Certainly, early and profound loss can clarify one’s vision. Tragedy has a tendency to tether us to obvious realities and those things that really matter. Andy has a healthy dose of both in his writing.

In The Noticer, a gentleman by the name of Jones, described as an elderly man with white hair and leather flip flops, regularly shows up—unexpectedly, albeit fortuitously—to “bring perspective” and quite obvious solutions to problems that others don’t notice or can’t see. It’s a story of simple deduction drawn from context, but mostly from a knowledge of basic human behavior that has been replicated through the ages, lessons learned and relearned, unassailable pillars that drive the human psyche and cannot be changed by any measure of social engineering.

That pretty much sums it up. From utility management to affordable housing to capital markets, human behavior is the single thread that moves through every best practice, well-crafted policy and economic trend. It’s what creates unintended consequences, unravels the best intentions—even drives those schemes that the savvy devise to work around untenable rules, allowing the free market through. It is divined in the soul of the market and can not be altered by dictate, regulation or social pressure (i.e. the Bradley effect).

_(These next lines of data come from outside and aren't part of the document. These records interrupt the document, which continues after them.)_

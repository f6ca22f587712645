use std::io::Write;
use std::path::PathBuf;
use std::process;
use std::thread::JoinHandle;

use clap::Parser;
use crossbeam_channel::Receiver;

use gaze_quadrant_core::gaze::domain::quadrant_classifier::QuadrantClassifier;
use gaze_quadrant_core::gaze::domain::quadrant_publisher::QuadrantUpdate;
use gaze_quadrant_core::gaze::infrastructure::channel_quadrant_publisher::ChannelQuadrantPublisher;
use gaze_quadrant_core::landmarking::infrastructure::recorded_landmarker::RecordedLandmarker;
use gaze_quadrant_core::pipeline::pipeline_logger::StdoutPipelineLogger;
use gaze_quadrant_core::pipeline::track_gaze_use_case::{
    BlendShapeSink, TrackGazeConfig, TrackGazeUseCase,
};
use gaze_quadrant_core::shared::recorded_session::RecordedSession;
use gaze_quadrant_core::shared::settings::Settings;
use gaze_quadrant_core::video::infrastructure::recorded_frame_source::RecordedFrameSource;

/// Replays a recorded face-landmarker session and prints the gaze quadrant
/// of every classified frame.
#[derive(Parser)]
#[command(name = "gaze-quadrant")]
struct Cli {
    /// Session file (JSON Lines, one landmarker result per frame).
    session: PathBuf,

    /// Settings file (defaults to the platform config directory).
    #[arg(long)]
    settings: Option<PathBuf>,

    /// Baseline subtracted from each gaze axis before comparison.
    #[arg(long)]
    bias: Option<f64>,

    /// Width of the display box in pixels.
    #[arg(long)]
    display_width: Option<u32>,

    /// Output format: text or json.
    #[arg(long, default_value = "text")]
    format: String,

    /// Print the first face's blend-shape list for every frame (stderr).
    #[arg(long)]
    blend_shapes: bool,

    /// Stop after this many frames.
    #[arg(long)]
    max_frames: Option<usize>,
}

#[derive(Clone, Copy, PartialEq)]
enum OutputFormat {
    Text,
    Json,
}

fn main() {
    env_logger::init();

    if let Err(e) = run() {
        eprintln!("Error: {e}");
        process::exit(1);
    }
}

fn run() -> Result<(), Box<dyn std::error::Error>> {
    let cli = Cli::parse();
    validate(&cli)?;

    let settings = load_settings(&cli)?;
    let format = parse_format(&cli.format);

    let session = RecordedSession::load(&cli.session)?;
    let source = RecordedFrameSource::from_session(&session, Some(cli.session.as_path()));
    let metadata = source.metadata();
    log::info!(
        "Replaying {} frames from {}",
        metadata.total_frames,
        cli.session.display()
    );
    let landmarker = RecordedLandmarker::new(&session, &settings.landmarker);

    let classifier = QuadrantClassifier::new(settings.axis_bias);
    log::info!("Gaze axis bias {}", classifier.bias());

    let (tx, rx) = crossbeam_channel::unbounded::<QuadrantUpdate>();
    let printer = spawn_printer(rx, format);

    let blend_shape_sink: Option<BlendShapeSink> = if cli.blend_shapes {
        Some(Box::new(|text: &str| eprintln!("{text}\n")))
    } else {
        None
    };
    let config = TrackGazeConfig {
        display_width: settings.display_width,
        max_frames: cli.max_frames,
        on_blend_shapes: blend_shape_sink,
        ..TrackGazeConfig::default()
    };

    let mut use_case = TrackGazeUseCase::new(
        Box::new(source),
        Box::new(landmarker),
        Box::new(classifier),
        Box::new(ChannelQuadrantPublisher::new(tx)),
        Box::new(StdoutPipelineLogger::new(settings.progress_throttle)),
        config,
    );
    let result = use_case.execute(&metadata);
    // Dropping the use case closes the channel so the printer can finish.
    drop(use_case);
    if printer.join().is_err() {
        log::warn!("Output thread panicked");
    }
    let summary = result?;

    match summary.last_quadrant {
        Some(q) => log::info!(
            "Classified {}/{} frames; last quadrant {} ({q})",
            summary.classified(),
            summary.frames,
            q.code()
        ),
        None => log::info!("No frame could be classified"),
    }
    if summary.classification_failures > 0 {
        log::warn!(
            "{} frames had unusable blend shapes",
            summary.classification_failures
        );
    }
    Ok(())
}

fn load_settings(cli: &Cli) -> Result<Settings, Box<dyn std::error::Error>> {
    let mut settings = match &cli.settings {
        Some(path) => Settings::load_from(path)?,
        None => Settings::load(),
    };
    if let Some(bias) = cli.bias {
        settings.axis_bias = bias;
    }
    if let Some(width) = cli.display_width {
        settings.display_width = width;
    }
    settings.validate()?;
    Ok(settings)
}

fn spawn_printer(rx: Receiver<QuadrantUpdate>, format: OutputFormat) -> JoinHandle<()> {
    std::thread::spawn(move || {
        let stdout = std::io::stdout();
        let mut out = stdout.lock();
        for update in rx {
            let line = match format {
                OutputFormat::Text => format!(
                    "frame {} t={:.3}s quadrant {} ({})",
                    update.frame_index,
                    update.video_time,
                    update.quadrant.code(),
                    update.quadrant
                ),
                OutputFormat::Json => match serde_json::to_string(&update) {
                    Ok(json) => json,
                    Err(e) => {
                        log::error!("Failed to encode update: {e}");
                        continue;
                    }
                },
            };
            if writeln!(out, "{line}").is_err() {
                // stdout closed (e.g. piped into `head`)
                break;
            }
        }
    })
}

fn validate(cli: &Cli) -> Result<(), Box<dyn std::error::Error>> {
    if !cli.session.exists() {
        return Err(format!("Session file not found: {}", cli.session.display()).into());
    }
    if cli.format != "text" && cli.format != "json" {
        return Err(format!("Format must be 'text' or 'json', got '{}'", cli.format).into());
    }
    if let Some(bias) = cli.bias {
        if !bias.is_finite() {
            return Err(format!("Bias must be a finite number, got {bias}").into());
        }
    }
    if cli.display_width == Some(0) {
        return Err("Display width must be positive".into());
    }
    if cli.max_frames == Some(0) {
        return Err("Max frames must be at least 1".into());
    }
    Ok(())
}

fn parse_format(format: &str) -> OutputFormat {
    if format == "json" {
        OutputFormat::Json
    } else {
        OutputFormat::Text
    }
}
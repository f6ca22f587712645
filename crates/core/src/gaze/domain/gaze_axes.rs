/// Biased per-direction sums of the eye-look channels for one face.
///
/// Each field is the sum of the left- and right-eye channels pointing in
/// that direction, minus the axis bias.
#[derive(Clone, Copy, Debug, PartialEq)]
pub struct GazeAxes {
    pub look_down: f64,
    pub look_right: f64,
    pub look_up: f64,
    pub look_left: f64,
}

impl GazeAxes {
    /// Strictly greater: a tie counts as looking down.
    pub fn looks_up(&self) -> bool {
        self.look_up > self.look_down
    }

    /// Strictly greater: a tie counts as looking right.
    pub fn looks_left(&self) -> bool {
        self.look_left > self.look_right
    }
}
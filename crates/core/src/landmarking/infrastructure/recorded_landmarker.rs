use std::path::Path;

use crate::landmarking::domain::face_landmarker::{FaceLandmarker, LandmarkerError};
use crate::landmarking::domain::landmarker_options::{FaceLandmarkerOptions, RunningMode};
use crate::landmarking::domain::landmarker_result::LandmarkerResult;
use crate::shared::frame::Frame;
use crate::shared::recorded_session::{RecordedSession, SessionError};

/// Replays recorded landmarker output by frame index.
///
/// Enforces the same call contract as a live landmarker: stream detection
/// requires VIDEO mode and timestamps must not go backwards. Output is
/// shaped by the options the way a live landmarker shapes it: at most
/// `num_faces` faces, and no blend shapes unless `output_face_blendshapes`.
pub struct RecordedLandmarker {
    results: Vec<Option<LandmarkerResult>>,
    running_mode: RunningMode,
    num_faces: usize,
    output_face_blendshapes: bool,
    last_timestamp_ms: Option<f64>,
}

impl RecordedLandmarker {
    pub fn new(session: &RecordedSession, options: &FaceLandmarkerOptions) -> Self {
        log::info!(
            "Replaying landmarker output recorded with model {} ({:?} delegate)",
            options.model_asset_path,
            options.delegate
        );
        Self {
            results: session.frames.iter().map(|f| f.result.clone()).collect(),
            running_mode: options.running_mode,
            num_faces: options.num_faces,
            output_face_blendshapes: options.output_face_blendshapes,
            last_timestamp_ms: None,
        }
    }

    pub fn open(path: &Path, options: &FaceLandmarkerOptions) -> Result<Self, SessionError> {
        Ok(Self::new(&RecordedSession::load(path)?, options))
    }

    fn shape(&self, mut result: LandmarkerResult) -> LandmarkerResult {
        result.face_landmarks.truncate(self.num_faces);
        if self.output_face_blendshapes {
            result.face_blendshapes.truncate(self.num_faces);
        } else {
            result.face_blendshapes.clear();
        }
        result
    }
}

impl FaceLandmarker for RecordedLandmarker {
    fn running_mode(&self) -> RunningMode {
        self.running_mode
    }

    fn set_running_mode(&mut self, mode: RunningMode) -> Result<(), Box<dyn std::error::Error>> {
        if mode != self.running_mode {
            log::debug!("Landmarker running mode {} -> {mode}", self.running_mode);
            self.running_mode = mode;
            self.last_timestamp_ms = None;
        }
        Ok(())
    }

    fn detect_for_video(
        &mut self,
        frame: &Frame,
        timestamp_ms: f64,
    ) -> Result<LandmarkerResult, Box<dyn std::error::Error>> {
        if self.running_mode != RunningMode::Video {
            return Err(LandmarkerError::WrongRunningMode(self.running_mode).into());
        }
        if let Some(previous) = self.last_timestamp_ms {
            if timestamp_ms < previous {
                return Err(LandmarkerError::NonMonotonicTimestamp {
                    previous,
                    current: timestamp_ms,
                }
                .into());
            }
        }
        self.last_timestamp_ms = Some(timestamp_ms);

        let recorded = self
            .results
            .get(frame.index())
            .cloned()
            .flatten()
            .unwrap_or_default();
        Ok(self.shape(recorded))
    }
}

It gives good marketers, advocates, even politicians their steam. And if you know the behavioral triggers, those things that drive capitalism and free markets, and we all have them so deeply ingrained into our psyche that we forget they are there, you can project the end of the story with the ease of Jones The Noticer.

Michael Zatz at the EPA knows these principals as he builds out EnergyStar Portfolio Manager to gather national data on renters’ utility use in order to organically spur energy conservation. Ron Terwilliger, chairman of the ULI Terwilliger Center for Housing, knows this as he crafts a plan for solving the grave affordable housing challenge of our nation by virtue of the levers he’s mastered in his dynamic career with Trammell Crow. Doug Bibby, president of the NMHC, absolutely knows this as he battles for the very soul of multifamily on Capitol Hill regarding issues like Fannie and Freddie and disparate impact.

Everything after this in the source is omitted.